[Supplied data Boundary: Start]

//! Transport error types

use serde_json::Value;
use thiserror::Error;

/// Result type for transport operations
pub type Result<T> = std::result::Result<T, HttpError>;

/// Transport errors
#[derive(Debug, Error)]
pub enum HttpError {
    /// Network request failed before a response arrived
    #[error("Network request failed: {0}")]
    RequestFailed(#[from] reqwest::Error),

    /// Request timeout
    #[error("Request timed out after {0:?}")]
    Timeout(std::time::Duration),

    /// Invalid URL
    #[error("Invalid URL: {0}")]
    InvalidUrl(String),

    /// Invalid proxy configuration
    #[error("Invalid proxy configuration: {0}")]
    InvalidProxy(String),

    /// Remote answered with a non-2xx status
    #[error("HTTP {status}: {message}")]
    HttpStatus {
        status: reqwest::StatusCode,
        message: String,
        /// Parsed error body, when the server sent JSON
        payload: Option<Value>,
    },

    /// Response body was not valid JSON
    #[error("Failed to decode response body: {0}")]
    Decode(#[from] serde_json::Error),

    /// Client build error
    #[error("Failed to build HTTP client: {0}")]
    BuildError(String),
}

impl HttpError {
    /// Check if error is retryable
    ///
    /// Only failures without a status and 5xx responses are retried. A 4xx
    /// response cannot succeed on retry and fails immediately.
    pub fn is_retryable(&self) -> bool {
        match self {
            HttpError::RequestFailed(e) => e.is_timeout() || e.is_connect() || e.is_request(),
            HttpError::Timeout(_) => true,
            HttpError::HttpStatus { status, .. } => status.is_server_error(),
            _ => false,
        }
    }

    /// HTTP status of the failed response, if one was received
    pub fn status(&self) -> Option<reqwest::StatusCode> {
        match self {
            HttpError::HttpStatus { status, .. } => Some(*status),
            HttpError::RequestFailed(e) => e.status(),
            _ => None,
        }
    }

    /// Error payload returned by the server, if any
    pub fn payload(&self) -> Option<&Value> {
        match self {
            HttpError::HttpStatus { payload, .. } => payload.as_ref(),
            _ => None,
        }
    }
}

#[cfg(test)]
mod tests {
    use super::*;
    use reqwest::StatusCode;

    fn status_error(status: StatusCode) -> HttpError {
        HttpError::HttpStatus {
            status,
            message: "boom".to_string(),
            payload: None,
        }
    }

    #[test]
    fn test_server_errors_are_retryable() {
        assert!(status_error(StatusCode::INTERNAL_SERVER_ERROR).is_retryable());
        assert!(status_error(StatusCode::BAD_GATEWAY).is_retryable());
        assert!(HttpError::Timeout(std::time::Duration::from_secs(1)).is_retryable());
    }

    #[test]
    fn test_client_errors_are_not_retryable() {
        assert!(!status_error(StatusCode::BAD_REQUEST).is_retryable());
        assert!(!status_error(StatusCode::CONFLICT).is_retryable());
        assert!(!status_error(StatusCode::TOO_MANY_REQUESTS).is_retryable());
        assert!(!HttpError::InvalidUrl("x".to_string()).is_retryable());
    }

    #[test]
    fn test_status_and_payload_accessors() {
        let err = HttpError::HttpStatus {
            status: StatusCode::CONFLICT,
            message: "App is locked".to_string(),
            payload: Some(serde_json::json!({ "message": "App is locked" })),
        };
        assert_eq!(err.status(), Some(StatusCode::CONFLICT));
        assert_eq!(err.payload().unwrap()["message"], "App is locked");
        assert_eq!(HttpError::Timeout(std::time::Duration::ZERO).status(), None);
    }
}
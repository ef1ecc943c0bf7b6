//! Validation engine
//!
//! Pure, synchronous checks over configuration snapshots. Every check
//! collects all of its violations before reporting so callers see the
//! complete list rather than the first failure.

use std::collections::HashMap;

use serde::{Deserialize, Serialize};

use crate::gateway::{AppOverview, NamedResource};
use crate::models::{ConfigurationRecord, ConfigurationStep, DuplicateName};

#[derive(Debug, Clone, PartialEq, Eq, Serialize, Deserialize)]
#[serde(rename_all = "camelCase")]
pub struct ValidationError {
    pub message: String,
    #[serde(default, skip_serializing_if = "Option::is_none")]
    pub field: Option<String>,
}

impl ValidationError {
    pub fn new(message: impl Into<String>) -> Self {
        Self {
            message: message.into(),
            field: None,
        }
    }

    pub fn for_field(field: impl Into<String>, message: impl Into<String>) -> Self {
        Self {
            message: message.into(),
            field: Some(field.into()),
        }
    }
}

#[derive(Debug, Clone, PartialEq, Eq, Serialize, Deserialize)]
#[serde(rename_all = "camelCase")]
pub struct ValidationResult {
    pub is_valid: bool,
    pub errors: Vec<ValidationError>,
}

impl ValidationResult {
    pub fn from_errors(errors: Vec<ValidationError>) -> Self {
        Self {
            is_valid: errors.is_empty(),
            errors,
        }
    }

    pub fn valid() -> Self {
        Self::from_errors(Vec::new())
    }

    /// Union of two results
    pub fn merge(mut self, other: ValidationResult) -> Self {
        self.errors.extend(other.errors);
        Self::from_errors(self.errors)
    }

    /// All messages joined into one line
    pub fn aggregate_message(&self) -> String {
        self.errors
            .iter()
            .map(|e| e.message.as_str())
            .collect::<Vec<_>>()
            .join("; ")
    }
}

/// A destination must be chosen and must differ from the source
pub fn validate_destination_selection(record: &ConfigurationRecord) -> ValidationResult {
    let mut errors = Vec::new();

    match record.destination_app_id {
        None | Some(0) => errors.push(ValidationError::for_field(
            "destinationAppId",
            "Please select a destination app",
        )),
        Some(id) if id == record.source_app_id => errors.push(ValidationError::for_field(
            "destinationAppId",
            "The destination app must be different from the source app",
        )),
        Some(_) => {}
    }

    if matches!(record.destination_organization_id, None | Some(0)) {
        errors.push(ValidationError::for_field(
            "destinationOrganizationId",
            "Please select a destination organization",
        ));
    }

    ValidationResult::from_errors(errors)
}

/// Something must be merged: a resource or an app-level setting
pub fn validate_resource_configuration(record: &ConfigurationRecord) -> ValidationResult {
    if record.has_any_resource() || record.app_level_settings.any() {
        ValidationResult::valid()
    } else {
        ValidationResult::from_errors(vec![ValidationError::new(
            "Select at least one page, data source, file, folder or app-level setting to merge",
        )])
    }
}

pub fn validate_review(record: &ConfigurationRecord) -> ValidationResult {
    validate_destination_selection(record).merge(validate_resource_configuration(record))
}

pub fn validate_step(step: ConfigurationStep, record: &ConfigurationRecord) -> ValidationResult {
    match step {
        ConfigurationStep::DestinationSelection => validate_destination_selection(record),
        ConfigurationStep::ResourceConfiguration => validate_resource_configuration(record),
        ConfigurationStep::Review => validate_review(record),
    }
}

/// Which source-app checks to run
///
/// Lock state is not among them: the local lock record only mirrors this
/// client's own reservation, and the lock endpoint itself refuses a pair
/// held elsewhere.
#[derive(Debug, Clone, Copy, PartialEq, Eq)]
pub struct SourceChecks {
    pub duplicates: bool,
    pub permissions: bool,
}

impl Default for SourceChecks {
    fn default() -> Self {
        Self {
            duplicates: true,
            permissions: true,
        }
    }
}

#[derive(Debug, Clone, PartialEq)]
pub struct SourceValidation {
    pub result: ValidationResult,
    pub duplicates: Vec<DuplicateName>,
}

pub fn validate_source_app(
    overview: &AppOverview,
    checks: SourceChecks,
) -> SourceValidation {
    let mut errors = Vec::new();
    let mut duplicates = Vec::new();

    if checks.duplicates {
        duplicates.extend(find_duplicates("page", &overview.pages));
        duplicates.extend(find_duplicates("dataSource", &overview.data_sources));

        for duplicate in &duplicates {
            let label = if duplicate.kind == "page" {
                "screen"
            } else {
                "data source"
            };
            errors.push(ValidationError::new(format!(
                "More than one {label} is named \"{}\"; rename them before merging",
                duplicate.name
            )));
        }
    }

    if checks.permissions && !overview.permissions.can_edit {
        errors.push(ValidationError::new(format!(
            "You need edit permission on \"{}\" to merge it",
            overview.name
        )));
    }

    SourceValidation {
        result: ValidationResult::from_errors(errors),
        duplicates,
    }
}

/// Resources whose names collide, compared case-insensitively, in first-seen order
pub fn find_duplicates(kind: &str, resources: &[NamedResource]) -> Vec<DuplicateName> {
    let mut groups: Vec<DuplicateName> = Vec::new();
    let mut index: HashMap<String, usize> = HashMap::new();

    for resource in resources {
        let key = resource.name.trim().to_lowercase();
        if key.is_empty() {
            continue;
        }
        match index.get(&key) {
            Some(&position) => groups[position].ids.push(resource.id),
            None => {
                index.insert(key, groups.len());
                groups.push(DuplicateName {
                    kind: kind.to_string(),
                    name: resource.name.trim().to_string(),
                    ids: vec![resource.id],
                });
            }
        }
    }

    groups.retain(|group| group.ids.len() > 1);
    groups
}
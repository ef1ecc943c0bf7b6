//! Merge execution monitoring tests
//!
//! Timer-driven tests run on a paused clock; sleeping advances it instantly.

use std::sync::{Arc, Mutex};
use std::time::Duration;

use appmerge_core::mocks::{EventRecorder, MockReply, MockTransport};
use appmerge_core::{
    EventBus, EventKind, ExecutionMonitor, InitiateOptions, MergeEvent, MergeGateway,
    MergeRequest, ResourceSelection, StateStore, WorkflowStatus,
};
use appmerge_http::Method;
use serde_json::json;

const START_PATH: &str = "v1/apps/1/merge";
const STATUS_PATH: &str = "v1/apps/1/merge/5000";

struct Harness {
    monitor: ExecutionMonitor,
    store: Arc<StateStore>,
    bus: EventBus,
    recorder: EventRecorder,
    transport: Arc<MockTransport>,
}

fn harness() -> Harness {
    let _ = tracing_subscriber::fmt().with_test_writer().try_init();
    let transport = Arc::new(MockTransport::new());
    let bus = EventBus::new();
    let store = Arc::new(StateStore::new(bus.clone()));
    let recorder = EventRecorder::attach(&bus);
    let monitor = ExecutionMonitor::new(
        MergeGateway::new(transport.clone()),
        Arc::clone(&store),
        bus.clone(),
    );
    Harness {
        monitor,
        store,
        bus,
        recorder,
        transport,
    }
}

fn ready_to_merge(store: &StateStore) {
    for status in [
        WorkflowStatus::DestinationSelected,
        WorkflowStatus::ConfiguringResources,
        WorkflowStatus::ReviewingPreview,
    ] {
        store.update_merge_status(status, None);
    }
}

fn request() -> MergeRequest {
    MergeRequest {
        destination_app_id: 2,
        pages: ResourceSelection::All,
        ..Default::default()
    }
}

#[tokio::test(start_paused = true)]
async fn test_completed_tick_emits_one_complete_and_stops() {
    let h = harness();
    ready_to_merge(&h.store);
    h.transport
        .reply(
            Method::POST,
            START_PATH,
            json!({ "mergeId": 5000, "status": "in_progress" }),
        )
        .reply(
            Method::GET,
            STATUS_PATH,
            json!({ "status": "completed", "progress": 100, "result": { "pagesCopied": 4 } }),
        );

    let started = h
        .monitor
        .initiate_merge(1, &request(), InitiateOptions::default())
        .await
        .unwrap();
    assert_eq!(started.merge_id, 5000);
    assert_eq!(started.status, "in_progress");
    assert_eq!(h.store.merge_status().merge_id, Some(5000));
    assert_eq!(h.recorder.count(EventKind::MergeInitiated), 1);

    tokio::time::sleep(Duration::from_millis(2100)).await;

    assert_eq!(h.recorder.count(EventKind::MergeComplete), 1);
    assert_eq!(h.recorder.count(EventKind::MergeError), 0);
    assert!(!h.monitor.is_monitoring(1));
    assert!(!h.monitor.stop_monitoring(1));

    let status = h.store.merge_status();
    assert_eq!(status.status, WorkflowStatus::Completed);
    assert_eq!(status.progress, 100);
    assert_eq!(status.result, Some(json!({ "pagesCopied": 4 })));

    tokio::time::sleep(Duration::from_secs(20)).await;
    assert_eq!(h.recorder.count(EventKind::MergeComplete), 1);
    assert_eq!(h.transport.calls_to(Method::GET, STATUS_PATH), 1);
}

#[tokio::test(start_paused = true)]
async fn test_complete_handler_sees_final_state() {
    let h = harness();
    ready_to_merge(&h.store);
    h.transport
        .reply(Method::POST, START_PATH, json!({ "mergeId": 5000, "status": "queued" }))
        .reply(Method::GET, STATUS_PATH, json!({ "status": "completed", "progress": 100 }));

    let seen = Arc::new(Mutex::new(None));
    let sink = Arc::clone(&seen);
    let store = Arc::clone(&h.store);
    let monitor = h.monitor.clone();
    h.bus.on(EventKind::MergeComplete, move |_| {
        *sink.lock().unwrap() = Some((store.workflow_status(), monitor.is_monitoring(1)));
    });

    h.monitor
        .initiate_merge(1, &request(), InitiateOptions::default())
        .await
        .unwrap();
    tokio::time::sleep(Duration::from_secs(3)).await;

    assert_eq!(
        *seen.lock().unwrap(),
        Some((WorkflowStatus::Completed, false))
    );
}

#[tokio::test(start_paused = true)]
async fn test_failed_ticks_keep_polling() {
    let h = harness();
    h.transport
        .script(Method::GET, STATUS_PATH, MockReply::Timeout)
        .script(
            Method::GET,
            STATUS_PATH,
            MockReply::Status(503, json!({ "message": "unavailable" })),
        )
        .script(Method::GET, STATUS_PATH, MockReply::Timeout)
        .reply(
            Method::GET,
            STATUS_PATH,
            json!({ "status": "in_progress", "progress": 30 }),
        );

    h.monitor
        .monitor_progress(1, 5000, Duration::from_secs(2))
        .unwrap();
    tokio::time::sleep(Duration::from_millis(6100)).await;

    assert_eq!(h.recorder.count(EventKind::MergeMonitoringError), 3);
    assert_eq!(h.recorder.count(EventKind::MergeError), 0);
    assert!(h.monitor.is_monitoring(1));

    tokio::time::sleep(Duration::from_secs(2)).await;
    assert_eq!(h.recorder.count(EventKind::MergeProgress), 1);
    assert_eq!(h.recorder.count(EventKind::MergeMonitoringError), 3);
    assert_eq!(h.store.merge_status().progress, 30);
    assert!(h.monitor.is_monitoring(1));

    h.monitor.cleanup();
    assert_eq!(h.monitor.active_pollers(), 0);
}

#[tokio::test(start_paused = true)]
async fn test_restarting_monitor_leaves_one_poller() {
    let h = harness();
    h.transport.reply(
        Method::GET,
        STATUS_PATH,
        json!({ "status": "in_progress", "progress": 10 }),
    );

    h.monitor
        .monitor_progress(1, 5000, Duration::from_secs(2))
        .unwrap();
    h.monitor
        .monitor_progress(1, 5000, Duration::from_secs(2))
        .unwrap();
    assert_eq!(h.monitor.active_pollers(), 1);

    tokio::time::sleep(Duration::from_millis(4100)).await;

    assert_eq!(h.transport.calls_to(Method::GET, STATUS_PATH), 2);
    assert_eq!(h.recorder.count(EventKind::MergeProgress), 2);

    assert!(h.monitor.stop_monitoring(1));
    assert!(!h.monitor.stop_monitoring(1));
    tokio::time::sleep(Duration::from_secs(10)).await;
    assert_eq!(h.transport.calls_to(Method::GET, STATUS_PATH), 2);
}

#[tokio::test(start_paused = true)]
async fn test_progress_event_carries_stage() {
    let h = harness();
    h.transport.reply(
        Method::GET,
        STATUS_PATH,
        json!({ "status": "in_progress", "progress": 55.4, "currentStage": "dataSources" }),
    );

    h.monitor
        .monitor_progress(1, 5000, Duration::from_secs(1))
        .unwrap();
    tokio::time::sleep(Duration::from_millis(1100)).await;
    h.monitor.cleanup();

    match &h.recorder.of_kind(EventKind::MergeProgress)[0] {
        MergeEvent::MergeProgress {
            source_app_id,
            merge_id,
            status,
            progress,
            current_stage,
        } => {
            assert_eq!((*source_app_id, *merge_id), (1, 5000));
            assert_eq!(status, "in_progress");
            assert_eq!(*progress, 55);
            assert_eq!(current_stage.as_deref(), Some("dataSources"));
        }
        other => panic!("unexpected event {other:?}"),
    }
}

#[tokio::test(start_paused = true)]
async fn test_stage_complete_in_poll_reply_is_announced() {
    let h = harness();
    h.transport
        .reply(
            Method::GET,
            STATUS_PATH,
            json!({ "status": "in_progress", "progress": 35, "currentStage": "dataSources",
                    "stageComplete": { "name": "pages", "copied": 12 } }),
        )
        .reply(
            Method::GET,
            STATUS_PATH,
            json!({ "status": "in_progress", "progress": 50 }),
        );

    h.monitor
        .monitor_progress(1, 5000, Duration::from_secs(2))
        .unwrap();
    tokio::time::sleep(Duration::from_millis(4500)).await;

    let stages = h.recorder.of_kind(EventKind::MergeStageComplete);
    assert_eq!(stages.len(), 1);
    match &stages[0] {
        MergeEvent::MergeStageComplete {
            source_app_id,
            merge_id,
            stage,
        } => {
            assert_eq!((*source_app_id, *merge_id), (1, 5000));
            assert_eq!(stage["name"], "pages");
        }
        other => panic!("unexpected event {other:?}"),
    }
    assert_eq!(h.recorder.count(EventKind::MergeProgress), 2);
    assert!(h.monitor.is_monitoring(1));

    h.monitor.cleanup();
}
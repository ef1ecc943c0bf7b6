//! Transport configuration
//!
//! [`HttpConfig`] is built by the orchestration core from its own settings
//! file, so it carries no serde surface of its own.

use std::time::Duration;

use crate::middleware::RetryConfig;

const REQUEST_TIMEOUT: Duration = Duration::from_secs(30);
const CONNECT_TIMEOUT: Duration = Duration::from_secs(10);
const IDLE_CONNECTION_TTL: Duration = Duration::from_secs(90);
const RETRIES: u32 = 3;
const FIRST_BACKOFF: Duration = Duration::from_millis(500);

/// Knobs for the reqwest-backed merge transport
#[derive(Debug, Clone)]
pub struct HttpConfig {
    /// Root that request paths such as `v1/apps/{id}/merge/lock` resolve against
    pub base_url: Option<String>,
    /// Upper bound on a whole request, body included
    pub timeout: Duration,
    pub connect_timeout: Duration,
    /// Extra attempts after the first one fails with a retryable error
    pub retry_count: u32,
    /// Backoff before the first retry; doubles on each later one
    pub retry_delay: Duration,
    pub proxy: Option<String>,
    pub user_agent: String,
    pub pool_idle_timeout: Duration,
}

impl Default for HttpConfig {
    fn default() -> Self {
        Self {
            base_url: None,
            timeout: REQUEST_TIMEOUT,
            connect_timeout: CONNECT_TIMEOUT,
            retry_count: RETRIES,
            retry_delay: FIRST_BACKOFF,
            proxy: None,
            user_agent: concat!("AppMerge/", env!("CARGO_PKG_VERSION")).to_string(),
            pool_idle_timeout: IDLE_CONNECTION_TTL,
        }
    }
}

impl HttpConfig {
    pub fn new() -> Self {
        Self::default()
    }

    /// Profile for status polling. A failed poll is not retried in place
    /// because the next tick asks again anyway.
    pub fn polling() -> Self {
        Self {
            timeout: Duration::from_secs(10),
            connect_timeout: Duration::from_secs(3),
            retry_count: 0,
            ..Self::default()
        }
    }

    pub fn with_base_url(self, base_url: impl Into<String>) -> Self {
        Self {
            base_url: Some(base_url.into()),
            ..self
        }
    }

    pub fn with_timeout(self, timeout: Duration) -> Self {
        Self { timeout, ..self }
    }

    pub fn with_retry_count(self, retry_count: u32) -> Self {
        Self {
            retry_count,
            ..self
        }
    }

    pub fn with_retry_delay(self, retry_delay: Duration) -> Self {
        Self {
            retry_delay,
            ..self
        }
    }

    /// Route every request through `proxy`; validated when the client is built
    pub fn with_proxy(self, proxy: impl Into<String>) -> Self {
        Self {
            proxy: Some(proxy.into()),
            ..self
        }
    }

    pub fn with_user_agent(self, user_agent: impl Into<String>) -> Self {
        Self {
            user_agent: user_agent.into(),
            ..self
        }
    }

    /// Backoff policy the client hands to its retry middleware
    pub fn retry_policy(&self) -> RetryConfig {
        RetryConfig {
            max_attempts: self.retry_count,
            initial_delay: self.retry_delay,
            ..RetryConfig::default()
        }
    }
}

[Supplied data Boundary: End]

About this task:
Please print the lines from the start of the records up to and including the line with "Client build error", copying each one exactly and leaving out the rest.

Answer to this task:
//! Transport error types

use serde_json::Value;
use thiserror::Error;

/// Result type for transport operations
pub type Result<T> = std::result::Result<T, HttpError>;

/// Transport errors
#[derive(Debug, Error)]
pub enum HttpError {
    /// Network request failed before a response arrived
    #[error("Network request failed: {0}")]
    RequestFailed(#[from] reqwest::Error),

    /// Request timeout
    #[error("Request timed out after {0:?}")]
    Timeout(std::time::Duration),

    /// Invalid URL
    #[error("Invalid URL: {0}")]
    InvalidUrl(String),

    /// Invalid proxy configuration
    #[error("Invalid proxy configuration: {0}")]
    InvalidProxy(String),

    /// Remote answered with a non-2xx status
    #[error("HTTP {status}: {message}")]
    HttpStatus {
        status: reqwest::StatusCode,
        message: String,
        /// Parsed error body, when the server sent JSON
        payload: Option<Value>,
    },

    /// Response body was not valid JSON
    #[error("Failed to decode response body: {0}")]
    Decode(#[from] serde_json::Error),

    /// Client build error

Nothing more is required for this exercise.